• TASK TO CARRY OUT: The lines to be copied are those below that contain "impl".

┌──

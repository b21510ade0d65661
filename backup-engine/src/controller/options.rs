//! Option declarations, validation and typed resolution.
//!
//! Validation never blocks an operation. Every problem becomes an
//! [`WarningKind::Option`] warning and the affected option falls back to
//! its default.

use chrono::Duration;
use std::collections::{BTreeMap, BTreeSet};
use std::path::PathBuf;

use crate::registry::ModuleRegistry;
use crate::report::{WarningKind, WarningLog};
use crate::utils::units::{parse_duration, parse_size};

/// Raw `key = value` options as supplied by configuration or the CLI.
pub type RawOptions = BTreeMap<String, String>;

/// Options that several modules legitimately declare.
pub const KNOWN_DUPLICATES: &[&str] = &["temp-dir"];

#[derive(Debug, Clone, Copy, PartialEq, Eq)]
pub enum OptionKind {
    Enumeration(&'static [&'static str]),
    Boolean,
    Integer,
    Path,
    Size,
    Duration,
    String,
}

#[derive(Debug, Clone, PartialEq, Eq)]
pub struct OptionSpec {
    pub name: &'static str,
    pub kind: OptionKind,
    pub default: Option<&'static str>,
    pub aliases: &'static [&'static str],
    /// Set for deprecated options; the text tells users what to use instead
    pub deprecated: Option<&'static str>,
    pub description: &'static str,
}

impl OptionSpec {
    pub const fn new(name: &'static str, kind: OptionKind, description: &'static str) -> Self {
        Self {
            name,
            kind,
            default: None,
            aliases: &[],
            deprecated: None,
            description,
        }
    }

    pub const fn default_value(mut self, value: &'static str) -> Self {
        self.default = Some(value);
        self
    }

    pub const fn aliases(mut self, aliases: &'static [&'static str]) -> Self {
        self.aliases = aliases;
        self
    }

    pub const fn deprecated(mut self, note: &'static str) -> Self {
        self.deprecated = Some(note);
        self
    }

    fn answers_to(&self, key: &str) -> bool {
        self.name == key || self.aliases.contains(&key)
    }

    /// Check `value` against the declared kind.
    pub fn check(&self, value: &str) -> std::result::Result<(), String> {
        match self.kind {
            OptionKind::Enumeration(values) => {
                if values.iter().any(|v| v.eq_ignore_ascii_case(value)) {
                    Ok(())
                } else {
                    Err(format!("expected one of: {}", values.join(", ")))
                }
            }
            OptionKind::Boolean => parse_bool(value).map(|_| ()).ok_or_else(|| "expected a boolean".into()),
            OptionKind::Integer => value
                .trim()
                .parse::<i64>()
                .map(|_| ())
                .map_err(|_| "expected an integer".into()),
            OptionKind::Path => {
                if value.trim().is_empty() {
                    Err("expected a path".into())
                } else {
                    Ok(())
                }
            }
            OptionKind::Size => parse_size(value, "mb").map(|_| ()).map_err(|e| e.to_string()),
            OptionKind::Duration => parse_duration(value).map(|_| ()).map_err(|e| e.to_string()),
            OptionKind::String => Ok(()),
        }
    }
}

/// Empty values count as `true` so `--full` style flags work.
pub fn parse_bool(value: &str) -> Option<bool> {
    match value.trim().to_ascii_lowercase().as_str() {
        "" | "true" | "yes" | "on" | "1" => Some(true),
        "false" | "no" | "off" | "0" => Some(false),
        _ => None,
    }
}

/// Typed view of the options every operation consumes.
#[derive(Debug, Clone)]
pub struct EngineOptions {
    pub backup_prefix: String,
    pub volume_size: u64,
    pub total_size: Option<u64>,
    pub full: bool,
    pub full_if_older_than: Option<Duration>,
    pub allow_missing_source: bool,
    pub compression: String,
    pub zstd_level: i32,
    pub block_size: u32,
    pub include: Vec<String>,
    pub exclude: Vec<String>,
    pub overwrite: bool,
    pub force: bool,
    pub temp_dir: Option<PathBuf>,
    pub disabled_modules: BTreeSet<String>,
    pub run_script_after: Option<String>,
    pub run_script_timeout: std::time::Duration,
}

impl Default for EngineOptions {
    fn default() -> Self {
        let (options, _) = OptionValidator::new(&ModuleRegistry::builtin()).validate(&RawOptions::new());
        options
    }
}

pub struct OptionValidator<'a> {
    registry: &'a ModuleRegistry,
}

impl<'a> OptionValidator<'a> {
    pub fn new(registry: &'a ModuleRegistry) -> Self {
        Self { registry }
    }

    pub fn validate(&self, raw: &RawOptions) -> (EngineOptions, WarningLog) {
        let mut warnings = WarningLog::new();
        self.report_duplicate_declarations(&mut warnings);

        let disabled: BTreeSet<String> = raw
            .get("disable-module")
            .map(|v| split_list(v).into_iter().collect())
            .unwrap_or_default();

        let mut resolved: BTreeMap<&'static str, String> = BTreeMap::new();

        for (key, value) in raw {
            let owners: Vec<(&str, &OptionSpec)> = self
                .registry
                .modules()
                .flat_map(|m| m.options.iter().map(move |o| (m.name, o)))
                .filter(|(_, spec)| spec.answers_to(key))
                .collect();

            let Some(&(_, spec)) = owners.first() else {
                warnings.about(WarningKind::Option, key, "unknown option, ignored");
                continue;
            };

            if owners.iter().all(|(module, _)| disabled.contains(*module)) {
                warnings.about(
                    WarningKind::Option,
                    key,
                    format!("option belongs to disabled module '{}', ignored", owners[0].0),
                );
                continue;
            }

            if let Some(note) = spec.deprecated {
                warnings.about(WarningKind::Option, key, format!("option is deprecated: {note}"));
            }

            if let Err(reason) = spec.check(value) {
                let fallback = spec.default.unwrap_or("unset");
                warnings.about(
                    WarningKind::Option,
                    key,
                    format!("invalid value '{value}' ({reason}), using default '{fallback}'"),
                );
                continue;
            }

            if resolved.insert(spec.name, value.clone()).is_some() {
                warnings.about(WarningKind::Option, key, format!("supplied more than once for '{}'", spec.name));
            }
        }

        let options = self.resolve(&resolved, disabled);
        (options, warnings)
    }

    fn report_duplicate_declarations(&self, warnings: &mut WarningLog) {
        let mut declared: BTreeMap<&str, Vec<&str>> = BTreeMap::new();
        for module in self.registry.modules() {
            for spec in &module.options {
                declared.entry(spec.name).or_default().push(module.name);
            }
        }
        for (name, modules) in declared {
            if modules.len() > 1 && !KNOWN_DUPLICATES.contains(&name) {
                warnings.about(
                    WarningKind::Option,
                    name,
                    format!("declared by several modules: {}", modules.join(", ")),
                );
            }
        }
    }

    fn spec(&self, name: &str) -> Option<&OptionSpec> {
        self.registry
            .modules()
            .flat_map(|m| m.options.iter())
            .find(|o| o.name == name)
    }

    /// Supplied value, else the declared default.
    fn value<'r>(&'r self, resolved: &'r BTreeMap<&'static str, String>, name: &str) -> Option<&'r str> {
        resolved
            .get(name)
            .map(|s| s.as_str())
            .or_else(|| self.spec(name).and_then(|s| s.default))
    }

    fn resolve(&self, resolved: &BTreeMap<&'static str, String>, disabled_modules: BTreeSet<String>) -> EngineOptions {
        let get = |name: &str| self.value(resolved, name);
        let flag = |name: &str| get(name).and_then(parse_bool).unwrap_or(false);
        let size = |name: &str| get(name).and_then(|v| parse_size(v, "mb").ok());

        // The deprecated spelling only applies when the new one is absent
        let volume_size = if resolved.contains_key("volume-size") {
            size("volume-size")
        } else {
            size("volsize").or_else(|| size("volume-size"))
        };

        EngineOptions {
            backup_prefix: get("backup-prefix").unwrap_or("backup").to_string(),
            volume_size: volume_size.unwrap_or(50 * 1024 * 1024).max(1),
            total_size: size("total-size"),
            full: flag("full"),
            full_if_older_than: get("full-if-older-than").and_then(|v| parse_duration(v).ok()),
            allow_missing_source: flag("allow-missing-source"),
            compression: get("compression").unwrap_or("tzst").to_ascii_lowercase(),
            zstd_level: get("zstd-level").and_then(|v| v.trim().parse().ok()).unwrap_or(3),
            block_size: size("block-size")
                .and_then(|b| u32::try_from(b).ok())
                .filter(|b| *b > 0)
                .unwrap_or(crate::sync::signature::DEFAULT_BLOCK_SIZE),
            include: get("include").map(split_list).unwrap_or_default(),
            exclude: get("exclude").map(split_list).unwrap_or_default(),
            overwrite: flag("overwrite"),
            force: flag("force"),
            temp_dir: get("temp-dir").map(PathBuf::from),
            disabled_modules,
            run_script_after: get("run-script-after").map(|s| s.to_string()).filter(|s| !s.is_empty()),
            run_script_timeout: std::time::Duration::from_secs(
                get("run-script-timeout").and_then(|v| v.trim().parse().ok()).unwrap_or(300),
            ),
        }
    }
}

fn split_list(value: &str) -> Vec<String> {
    value
        .split(',')
        .map(|s| s.trim())
        .filter(|s| !s.is_empty())
        .map(|s| s.to_string())
        .collect()
}

#[cfg(test)]
mod tests {
    use super::*;
    use crate::registry::{ModuleInfo, ModuleKind};

    fn raw(pairs: &[(&str, &str)]) -> RawOptions {
        pairs.iter().map(|(k, v)| (k.to_string(), v.to_string())).collect()
    }

    fn validate(pairs: &[(&str, &str)]) -> (EngineOptions, WarningLog) {
        OptionValidator::new(&ModuleRegistry::builtin()).validate(&raw(pairs))
    }

    #[test]
    fn test_defaults_without_warnings() {
        let (options, warnings) = validate(&[]);
        assert!(warnings.is_empty(), "{:?}", warnings);
        assert_eq!(options.backup_prefix, "backup");
        assert_eq!(options.volume_size, 50 * 1024 * 1024);
        assert_eq!(options.compression, "tzst");
        assert!(!options.full);
        assert!(options.total_size.is_none());
    }

    #[test]
    fn test_unknown_option_warns() {
        let (_, warnings) = validate(&[("no-such-thing", "1")]);
        assert_eq!(warnings.count(WarningKind::Option), 1);
        assert_eq!(warnings.iter().next().unwrap().subject.as_deref(), Some("no-such-thing"));
    }

    #[test]
    fn test_invalid_value_falls_back_to_default() {
        let (options, warnings) = validate(&[("volume-size", "lots"), ("compression", "rar")]);
        assert_eq!(warnings.len(), 2);
        assert_eq!(options.volume_size, 50 * 1024 * 1024);
        assert_eq!(options.compression, "tzst");
    }

    #[test]
    fn test_deprecated_is_honored() {
        let (options, warnings) = validate(&[("volsize", "2mb")]);
        assert_eq!(warnings.len(), 1);
        assert!(warnings.iter().next().unwrap().message.contains("deprecated"));
        assert_eq!(options.volume_size, 2 * 1024 * 1024);

        let (options, _) = validate(&[("volsize", "2mb"), ("volume-size", "3mb")]);
        assert_eq!(options.volume_size, 3 * 1024 * 1024);
    }

    #[test]
    fn test_aliases_resolve() {
        let (options, warnings) = validate(&[("prefix", "host1"), ("allow-missing-sources", "yes")]);
        assert!(warnings.is_empty(), "{:?}", warnings);
        assert_eq!(options.backup_prefix, "host1");
        assert!(options.allow_missing_source);
    }

    #[test]
    fn test_disabled_module_option_warns() {
        let (options, warnings) = validate(&[
            ("disable-module", "command-hook"),
            ("run-script-after", "echo done"),
        ]);
        assert_eq!(warnings.len(), 1);
        assert!(warnings.iter().next().unwrap().message.contains("disabled module"));
        assert!(options.run_script_after.is_none());
        assert!(options.disabled_modules.contains("command-hook"));
    }

    #[test]
    fn test_duplicate_declarations_warn_unless_known() {
        let registry = ModuleRegistry::builtin().with_module(ModuleInfo {
            name: "extra",
            kind: ModuleKind::Hook,
            options: vec![
                OptionSpec::new("volume-size", OptionKind::Size, "clashes with core"),
                OptionSpec::new("temp-dir", OptionKind::Path, "known duplicate"),
            ],
        });
        let (_, warnings) = OptionValidator::new(&registry).validate(&RawOptions::new());
        assert_eq!(warnings.len(), 1);
        assert_eq!(warnings.iter().next().unwrap().subject.as_deref(), Some("volume-size"));
    }

    #[test]
    fn test_flags_and_lists() {
        let (options, warnings) = validate(&[
            ("full", ""),
            ("exclude", "*.tmp, cache"),
            ("full-if-older-than", "1w"),
            ("total-size", "1gb"),
        ]);
        assert!(warnings.is_empty(), "{:?}", warnings);
        assert!(options.full);
        assert_eq!(options.exclude, vec!["*.tmp", "cache"]);
        assert_eq!(options.full_if_older_than, Some(Duration::weeks(1)));
        assert_eq!(options.total_size, Some(1024 * 1024 * 1024));
    }
}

└──

• RESPONSE BELOW:
impl OptionSpec {
impl Default for EngineOptions {
impl<'a> OptionValidator<'a> {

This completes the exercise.